Rによるシャピロ・ウィルク検定
R にてシャピロ・ウィルク検定 (Shapiro-Wilk test) を行う.シャピロ・ウィルク検定はコルモゴロフ・スミルノフ検定等と同様に,得られたデータが正規分布に従うものか否かを調べる検定法である.すなわち,データが正規母集団に由来するという帰無仮説を検定する.本検定はアメリカの統計学者 Samuel Sanford Shapiro とカナダの統計学者 Martin Bradbury Wilk によって開発された比較的新しい手法である.多くのパラメトリックな検定手法において検定対象のデータは正規分布に従うことが仮定されているため,得られたデータが正規性を有するか否かは,非常に重要な事柄である.R では,デフォルトでインストールされているパッケージの関数 shapiro.test() にて本検定を行うことができる.
p値の計算
以下のようなデータXが得られたとき,このデータが正規分布に従うか否かを検定する.帰無仮説 (H0) は標本分布が正規分布に従うことである.有意水準5%にて検定する.
データX | 57, 67, 23, 50, 52, 51, 48, 51, 54, 44, 31, 54, 49, 51 |
R を起動させ,以下のコマンドにて,上のデータXを変数 vx に格納する.
$ vx=c(57, 67, 23, 50, 52, 51, 48, 51, 54, 44, 31, 54, 49, 51)

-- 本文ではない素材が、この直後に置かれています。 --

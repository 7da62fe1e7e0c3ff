//! Speaker classification for incoming segments.
//!
//! Attribution metadata from the transport is unreliable under overlapping
//! speech, so three signals are computed and OR-combined: any strong
//! positive is trusted. The content signal runs over the whole turn text,
//! not the single fragment.

use convo_room_interface::stream::is_agent_identity;

use crate::types::Role;

/// Lexical fingerprints of the agent's self-introduction and sales pitch.
/// Tuned against the deployed agent persona; matched case-folded over the
/// accumulated turn text.
const AGENT_PHRASES: &[&str] = &[
    "i'm ana",
    "sales professional",
    "help you find",
    "barcode scanner",
    "handheld computer",
    "ruggedized",
    "optimize your",
    "workflow",
    "data capture",
    "operations",
    "pain point",
];

const PITCH_OPENERS: &[&str] = &["ready to help", "what's the main"];
const HELP_TERMS: &[&str] = &["assist", "help", "support"];

const PITCH_OPENER_MIN_CHARS: usize = 15;
const HELP_TERM_MIN_CHARS: usize = 30;

/// An active-speaker hint alone is not enough for a brief interjection:
/// the agent's track may still be marked active while the human interrupts.
pub(crate) const ACTIVE_SPEAKER_MIN_CHARS: usize = 10;

/// Decide whether a segment was spoken by the agent or the user.
///
/// `segment_text` is the raw fragment, `turn_text` the accumulated text of
/// the current turn, `identity` the transport's participant identity hint,
/// and `agent_track_active` whether the room currently reports the agent
/// among its active speakers.
pub fn classify(
    segment_text: &str,
    turn_text: &str,
    identity: Option<&str>,
    agent_track_active: bool,
) -> Role {
    let identity_signal = identity.is_some_and(is_agent_identity);
    let content_signal = turn_sounds_like_agent(turn_text);
    let active_speaker_signal =
        agent_track_active && segment_text.chars().count() > ACTIVE_SPEAKER_MIN_CHARS;

    if identity_signal || content_signal || active_speaker_signal {
        Role::Agent
    } else {
        Role::User
    }
}

/// Content signal over the accumulated turn text, case-folded.
pub fn turn_sounds_like_agent(turn_text: &str) -> bool {
    let text = turn_text.to_lowercase();
    let len = text.chars().count();

    if AGENT_PHRASES.iter().any(|p| text.contains(p)) {
        return true;
    }
    if len > PITCH_OPENER_MIN_CHARS && PITCH_OPENERS.iter().any(|p| text.contains(p)) {
        return true;
    }
    len > HELP_TERM_MIN_CHARS && HELP_TERMS.iter().any(|t| text.contains(t))
}

/// Guard on the user display path: text that is unmistakably the agent
/// talking must never render as a user bubble, whatever the classifier
/// said about the turn.
pub fn looks_like_agent_aside(text: &str) -> bool {
    let lower = text.to_lowercase();
    lower.contains("i'm ana")
        || lower.contains("sales professional")
        || (lower.contains("assist you") && lower.chars().count() > HELP_TERM_MIN_CHARS)
}
#[derive(Clone, Copy, strum::Display, strum::EnumString)]
#[strum(serialize_all = "lowercase")]
pub enum Fixture {
    Sales,
}

impl Fixture {
    pub fn json(&self) -> &'static str {
        match self {
            Fixture::Sales => include_str!("sales.json"),
        }
    }
}
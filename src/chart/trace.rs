//! Amplitude-over-time line chart with filled area

use std::path::Path;

use charming::{
    Chart, ImageRenderer,
    component::{Axis, Grid, Title},
    element::{AreaStyle, AxisLabel, AxisType, Color, LineStyle, SplitLine, Symbol, TextStyle},
    renderer::ImageFormat,
    series::Line,
};

use super::colors::{
    COLOR_BACKGROUND, COLOR_GRID, COLOR_TEXT, COLOR_WATERMARK, TRACE_FILL, TRACE_LINE,
};
use super::{CHART_HEIGHT, CHART_WIDTH, TraceChartData, format_window};
use crate::error::ChartError;

/// Render amplitude vs. time to a PNG at `output_path`
pub(crate) fn render_trace_chart(
    data: &TraceChartData,
    output_path: &Path,
) -> Result<(), ChartError> {
    if data.points.is_empty() {
        return Err(ChartError("No data to render".to_string()));
    }

    let output_path = output_path
        .to_str()
        .ok_or_else(|| ChartError(format!("Non UTF-8 path: {}", output_path.display())))?;

    let title = format!(
        "Amplitude over Time ({})",
        format_window(data.start_secs, data.end_secs)
    );

    let chart = Chart::new()
        .background_color(Color::Value(COLOR_BACKGROUND.to_string()))
        .title(
            Title::new()
                .text(title)
                .subtext(format!("File: {}", data.filename))
                .left("center")
                .top("2%")
                .text_style(TextStyle::new().color(COLOR_TEXT).font_size(32))
                .subtext_style(TextStyle::new().color(COLOR_TEXT).font_size(22)),
        )
        .title(
            Title::new()
                .text("mp3scope")
                .right("3%")
                .bottom("2%")
                .text_style(TextStyle::new().color(COLOR_WATERMARK).font_size(20)),
        )
        .grid(
            Grid::new()
                .left("6%")
                .right("4%")
                .bottom("10%")
                .top("14%")
                .contain_label(true),
        )
        .x_axis(
            Axis::new()
                .type_(AxisType::Value)
                .name("Time (s)")
                .min(data.start_secs)
                .max(data.end_secs)
                .name_text_style(TextStyle::new().color(COLOR_TEXT).font_size(22))
                .axis_label(AxisLabel::new().color(COLOR_TEXT).font_size(18))
                .split_line(
                    SplitLine::new().line_style(LineStyle::new().width(0.5).color(COLOR_GRID)),
                ),
        )
        .y_axis(
            Axis::new()
                .type_(AxisType::Value)
                .name("Amplitude")
                .name_text_style(TextStyle::new().color(COLOR_TEXT).font_size(22))
                .axis_label(AxisLabel::new().color(COLOR_TEXT).font_size(18))
                .split_line(
                    SplitLine::new().line_style(LineStyle::new().width(0.5).color(COLOR_GRID)),
                ),
        )
        .series(
            Line::new()
                .name("Amplitude")
                .data(data.points.clone())
                .symbol(Symbol::None)
                .line_style(LineStyle::new().width(1).color(TRACE_LINE))
                .area_style(AreaStyle::new().color(TRACE_FILL).opacity(0.3)),
        );

    let mut renderer = ImageRenderer::new(CHART_WIDTH, CHART_HEIGHT);
    renderer
        .save_format(ImageFormat::Png, &chart, output_path)
        .map_err(|e| ChartError(e.to_string()))?;

    Ok(())
}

シャピロ・ウィルク検定の使い方はシンプルで shapiro.test(x=) と打つだけで実行できる.コルモゴロフ・スミルノフ検定より簡単である.以下のように打つ.
$ shapiro.test(x=vx)
結果は以下のよう表示される.
Shapiro-Wilk normality test data: vx W = 0.8591, p-value = 0.02959
結果の W は本検定の検定統計量を示す.この検定では,p値が0.02959であるため,有意水準が5%で帰無仮説が棄却され (p ≤ α),データXの分布は正規分布に従うとはいえない (実質的に従わない) と判断できる.本検定にて計算されるp値はデータ数が4個以上のときは近似的に求められているものである.
コマンド shapiro.test() には,特にオプションは存在しない.